2018年1月23日(火)

常総・若宮戸、新堤防に記念碑 水害、後世に伝える

住民ら 防災・減災、誓い新たに

除幕された水害記念碑=常総市若宮戸
除幕された水害記念碑=常総市若宮戸

2015年9月の関東・東北豪雨で鬼怒川の水があふれた常総市若宮戸地区に水害記念碑が建立され、21日に除幕式が開かれた。水害を後世に伝えるため、国土交通省が整備した新しい堤防上に同市が建立。地元の住民や国会議員など関係者約120人が集まり、防災と減災の誓いを新たにした。

若宮戸地区にはもともと堤防がなく、堤防の役割を果たす自然の丘陵があったが、豪雨時に2カ所から水があふれ、民家が濁流にのまれた。

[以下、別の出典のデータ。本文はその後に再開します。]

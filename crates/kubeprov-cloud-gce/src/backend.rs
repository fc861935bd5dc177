//! GCE backend

use crate::error::GceError;
use crate::gcloud::{CreateInstancesConfig, GceInstance, Gcloud};
use async_trait::async_trait;
use kubeprov_cloud::{AuthStatus, InstanceOptions, InstanceRecord, ProviderBackend};
use kubeprov_core::{GceOptions, HostSpec, Result, Role};
use std::collections::BTreeMap;

/// Provider backend driving the `gcloud` CLI
pub struct GceBackend {
    gcloud: Gcloud,
}

impl GceBackend {
    pub fn new(gcloud: Gcloud) -> Self {
        Self { gcloud }
    }

    /// A service account key (`credentials_file`, else `pem_file`) overrides
    /// the active gcloud account
    pub fn from_options(options: &GceOptions) -> Self {
        let credential_file = options
            .credentials_file
            .clone()
            .or_else(|| options.pem_file.clone());
        Self::new(Gcloud::new(options.project_id.clone()).with_credential_file(credential_file))
    }
}

#[async_trait]
impl ProviderBackend for GceBackend {
    fn name(&self) -> &str {
        "gce"
    }

    async fn check_auth(&self) -> Result<AuthStatus> {
        match self.gcloud.check_auth().await {
            Ok(Some(account)) => Ok(AuthStatus::ok(account.account)),
            Ok(None) => Ok(AuthStatus::failed("no active gcloud account")),
            Err(GceError::GcloudNotFound) => Err(GceError::GcloudNotFound.into()),
            Err(e) => Ok(AuthStatus::failed(e.to_string())),
        }
    }

    async fn create_instances(
        &self,
        role: Role,
        hosts: &[HostSpec],
        options: &InstanceOptions,
    ) -> Result<Vec<InstanceRecord>> {
        let config = create_config(hosts, options)?;
        let created = self.gcloud.create_instances(&config).await?;

        let mut records = Vec::with_capacity(created.len());
        for raw in created {
            let instance: GceInstance =
                serde_json::from_value(raw.clone()).map_err(GceError::from)?;
            records.push(
                InstanceRecord::new(&instance.id, &instance.name, role)
                    .with_private_ip(instance.private_ip())
                    .with_public_ip(instance.public_ip())
                    .with_zone(instance.zone_name())
                    .with_raw(raw),
            );
        }
        Ok(records)
    }
}

fn create_config(hosts: &[HostSpec], options: &InstanceOptions) -> Result<CreateInstancesConfig> {
    let machine_type = options
        .get_str("machine_type")
        .ok_or(GceError::MissingOption("machine_type"))?
        .to_string();
    let labels: BTreeMap<String, String> = options
        .get("labels")
        .and_then(|v| v.as_object())
        .map(|map| {
            map.iter()
                .map(|(k, v)| (k.clone(), v.as_str().unwrap_or_default().to_string()))
                .collect()
        })
        .unwrap_or_default();
    let text = |key: &str| options.get_str(key).map(str::to_string);

    Ok(CreateInstancesConfig {
        names: hosts.iter().map(|h| h.name.clone()).collect(),
        machine_type,
        zone: text("zone").or_else(|| hosts.first().and_then(|h| h.zone.clone())),
        image: text("image"),
        service_account_email: text("service_account_email"),
        network: text("network"),
        subnetwork: text("subnetwork"),
        labels,
    })
}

記念碑は、国交省が水害後に整備した新しい堤防上に建立した。「水害復興の碑」と神達岳志市長が揮毫(きごう)し、高さ1・1メートル、幅1・8メートルの御影石製。裏面には当時の被害状況のほか、水害後に同省が着手した治水対策「鬼怒川緊急対策プロジェクト」について記されている。

除幕式で、神達市長は「当時はこの場所から最初に水があふれ、その後、下流の上三坂地区で堤防が決壊し、市の面積の3分の1が水没した」と振り返り、「水害を後世に伝え、防災先進都市としての歩みを進めたい」と決意を述べた。

記念碑が建った堤防は延長940メートル、高さ約5メートルで、昨年8月末に完成した。頂上部はアスファルト舗装されている。国交省ではさらに、上流部でも堤防を造っており、工事が完了する3月には若宮戸地区に延長約1・6キロの堤防が整備されることになる。

除幕式に参加したガソリンスタンド経営、稲葉修一さん(67)は「堤防を利用してサイクリングロードを造る計画があるので、期待している」。50代の女性は「泥水に漬かった自宅を直すのに1年近くかかった。川の近くに住んでいる以上、水害のことはいつも頭の中にある」と涙ぐんだ。